**Records from a data source:**
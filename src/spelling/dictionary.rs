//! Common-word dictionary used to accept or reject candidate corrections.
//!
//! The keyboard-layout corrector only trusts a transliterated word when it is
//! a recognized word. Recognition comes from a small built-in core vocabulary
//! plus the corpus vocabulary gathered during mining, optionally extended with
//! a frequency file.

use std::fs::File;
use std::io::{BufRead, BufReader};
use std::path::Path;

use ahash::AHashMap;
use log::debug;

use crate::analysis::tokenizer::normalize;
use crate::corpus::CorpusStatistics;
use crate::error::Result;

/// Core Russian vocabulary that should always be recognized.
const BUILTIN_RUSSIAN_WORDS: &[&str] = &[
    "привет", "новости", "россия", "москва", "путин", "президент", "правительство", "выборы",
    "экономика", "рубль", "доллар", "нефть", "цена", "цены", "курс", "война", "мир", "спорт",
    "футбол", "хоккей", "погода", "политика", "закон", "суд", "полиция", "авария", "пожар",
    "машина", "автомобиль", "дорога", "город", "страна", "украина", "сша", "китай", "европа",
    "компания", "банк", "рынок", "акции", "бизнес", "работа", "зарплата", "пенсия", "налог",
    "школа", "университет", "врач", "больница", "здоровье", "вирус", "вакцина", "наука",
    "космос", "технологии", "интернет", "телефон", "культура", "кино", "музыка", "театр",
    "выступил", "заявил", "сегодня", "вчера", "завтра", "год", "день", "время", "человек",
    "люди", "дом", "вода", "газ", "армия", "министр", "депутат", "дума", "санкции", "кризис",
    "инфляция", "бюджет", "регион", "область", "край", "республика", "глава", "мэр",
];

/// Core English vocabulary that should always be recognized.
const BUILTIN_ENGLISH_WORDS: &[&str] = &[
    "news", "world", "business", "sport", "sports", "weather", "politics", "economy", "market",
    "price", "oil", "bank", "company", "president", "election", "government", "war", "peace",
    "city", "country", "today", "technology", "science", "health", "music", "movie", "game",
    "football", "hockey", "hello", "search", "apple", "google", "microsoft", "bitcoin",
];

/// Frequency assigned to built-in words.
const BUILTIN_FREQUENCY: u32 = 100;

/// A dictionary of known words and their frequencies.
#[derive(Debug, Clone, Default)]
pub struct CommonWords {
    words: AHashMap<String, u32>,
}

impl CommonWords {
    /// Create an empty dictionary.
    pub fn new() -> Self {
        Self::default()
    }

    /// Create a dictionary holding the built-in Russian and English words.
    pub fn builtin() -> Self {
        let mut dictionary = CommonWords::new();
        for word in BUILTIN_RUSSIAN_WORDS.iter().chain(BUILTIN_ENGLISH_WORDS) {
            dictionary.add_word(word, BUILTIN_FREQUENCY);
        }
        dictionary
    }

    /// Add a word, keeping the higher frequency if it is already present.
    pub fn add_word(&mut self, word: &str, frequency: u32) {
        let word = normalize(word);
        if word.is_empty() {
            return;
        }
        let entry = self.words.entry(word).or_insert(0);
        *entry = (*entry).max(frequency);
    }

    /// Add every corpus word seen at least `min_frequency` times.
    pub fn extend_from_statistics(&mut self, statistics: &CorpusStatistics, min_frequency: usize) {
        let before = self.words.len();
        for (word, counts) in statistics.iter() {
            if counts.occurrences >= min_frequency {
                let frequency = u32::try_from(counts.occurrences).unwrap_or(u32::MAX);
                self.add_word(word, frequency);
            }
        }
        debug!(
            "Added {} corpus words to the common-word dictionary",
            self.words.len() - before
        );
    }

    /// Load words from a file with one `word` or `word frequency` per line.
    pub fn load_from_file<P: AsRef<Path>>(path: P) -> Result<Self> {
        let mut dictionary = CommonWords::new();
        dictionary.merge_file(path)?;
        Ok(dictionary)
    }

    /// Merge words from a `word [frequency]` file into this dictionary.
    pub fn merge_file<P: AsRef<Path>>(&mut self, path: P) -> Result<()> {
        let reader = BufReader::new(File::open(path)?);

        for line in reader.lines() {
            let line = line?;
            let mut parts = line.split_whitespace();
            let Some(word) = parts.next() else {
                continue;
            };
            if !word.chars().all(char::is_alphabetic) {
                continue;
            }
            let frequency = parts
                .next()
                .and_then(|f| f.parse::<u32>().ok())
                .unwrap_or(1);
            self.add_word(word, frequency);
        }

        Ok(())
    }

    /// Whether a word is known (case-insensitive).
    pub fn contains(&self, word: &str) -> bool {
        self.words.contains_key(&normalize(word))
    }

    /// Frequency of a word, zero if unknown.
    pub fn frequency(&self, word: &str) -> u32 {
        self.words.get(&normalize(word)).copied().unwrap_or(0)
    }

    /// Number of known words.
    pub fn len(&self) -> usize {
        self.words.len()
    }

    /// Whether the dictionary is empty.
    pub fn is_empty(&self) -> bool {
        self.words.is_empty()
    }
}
* * *
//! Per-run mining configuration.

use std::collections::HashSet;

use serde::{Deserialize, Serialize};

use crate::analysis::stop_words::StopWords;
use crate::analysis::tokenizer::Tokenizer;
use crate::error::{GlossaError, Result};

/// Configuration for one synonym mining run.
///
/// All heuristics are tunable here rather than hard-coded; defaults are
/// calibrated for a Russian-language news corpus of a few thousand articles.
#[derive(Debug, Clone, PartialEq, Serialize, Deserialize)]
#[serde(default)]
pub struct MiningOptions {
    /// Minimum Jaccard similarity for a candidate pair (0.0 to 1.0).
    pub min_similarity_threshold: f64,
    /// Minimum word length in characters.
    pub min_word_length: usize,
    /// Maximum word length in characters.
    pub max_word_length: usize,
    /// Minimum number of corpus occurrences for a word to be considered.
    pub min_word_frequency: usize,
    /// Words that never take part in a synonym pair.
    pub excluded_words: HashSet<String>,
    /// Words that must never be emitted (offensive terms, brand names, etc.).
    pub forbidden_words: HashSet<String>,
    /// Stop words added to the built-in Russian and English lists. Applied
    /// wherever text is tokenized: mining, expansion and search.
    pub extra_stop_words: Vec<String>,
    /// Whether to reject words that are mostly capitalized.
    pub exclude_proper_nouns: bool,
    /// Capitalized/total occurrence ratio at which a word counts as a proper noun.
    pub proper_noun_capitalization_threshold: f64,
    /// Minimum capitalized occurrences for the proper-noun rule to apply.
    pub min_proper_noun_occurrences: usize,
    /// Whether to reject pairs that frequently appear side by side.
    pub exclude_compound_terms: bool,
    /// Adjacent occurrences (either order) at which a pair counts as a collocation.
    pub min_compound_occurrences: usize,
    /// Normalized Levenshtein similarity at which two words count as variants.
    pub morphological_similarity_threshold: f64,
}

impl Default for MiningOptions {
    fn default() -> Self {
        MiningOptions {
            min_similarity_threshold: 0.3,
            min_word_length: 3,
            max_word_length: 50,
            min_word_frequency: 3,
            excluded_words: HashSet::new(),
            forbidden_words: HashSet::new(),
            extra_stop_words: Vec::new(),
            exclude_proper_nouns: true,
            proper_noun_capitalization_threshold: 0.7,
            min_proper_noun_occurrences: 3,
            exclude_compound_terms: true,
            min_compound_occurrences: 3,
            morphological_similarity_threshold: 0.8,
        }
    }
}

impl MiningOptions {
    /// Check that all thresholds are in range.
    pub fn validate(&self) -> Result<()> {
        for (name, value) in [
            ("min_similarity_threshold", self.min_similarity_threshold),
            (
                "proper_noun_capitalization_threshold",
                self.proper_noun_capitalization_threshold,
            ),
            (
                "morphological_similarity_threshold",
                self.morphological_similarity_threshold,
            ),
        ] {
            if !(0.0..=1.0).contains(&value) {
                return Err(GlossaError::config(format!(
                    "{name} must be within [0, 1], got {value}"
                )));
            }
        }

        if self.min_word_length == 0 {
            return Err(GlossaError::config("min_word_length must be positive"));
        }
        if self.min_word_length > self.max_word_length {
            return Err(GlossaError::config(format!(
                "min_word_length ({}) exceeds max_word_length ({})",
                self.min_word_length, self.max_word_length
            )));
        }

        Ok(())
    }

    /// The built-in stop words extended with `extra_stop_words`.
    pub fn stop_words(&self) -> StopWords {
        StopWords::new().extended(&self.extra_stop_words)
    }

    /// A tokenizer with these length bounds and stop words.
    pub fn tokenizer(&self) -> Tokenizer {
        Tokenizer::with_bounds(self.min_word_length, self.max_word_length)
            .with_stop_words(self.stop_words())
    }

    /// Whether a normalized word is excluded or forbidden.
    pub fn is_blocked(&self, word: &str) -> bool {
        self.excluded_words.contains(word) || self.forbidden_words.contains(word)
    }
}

**Exercise objective:** Which lines of the records above contain the word "always"? Report each one.

**Answer to the exercise:**
/// Core Russian vocabulary that should always be recognized.
/// Core English vocabulary that should always be recognized.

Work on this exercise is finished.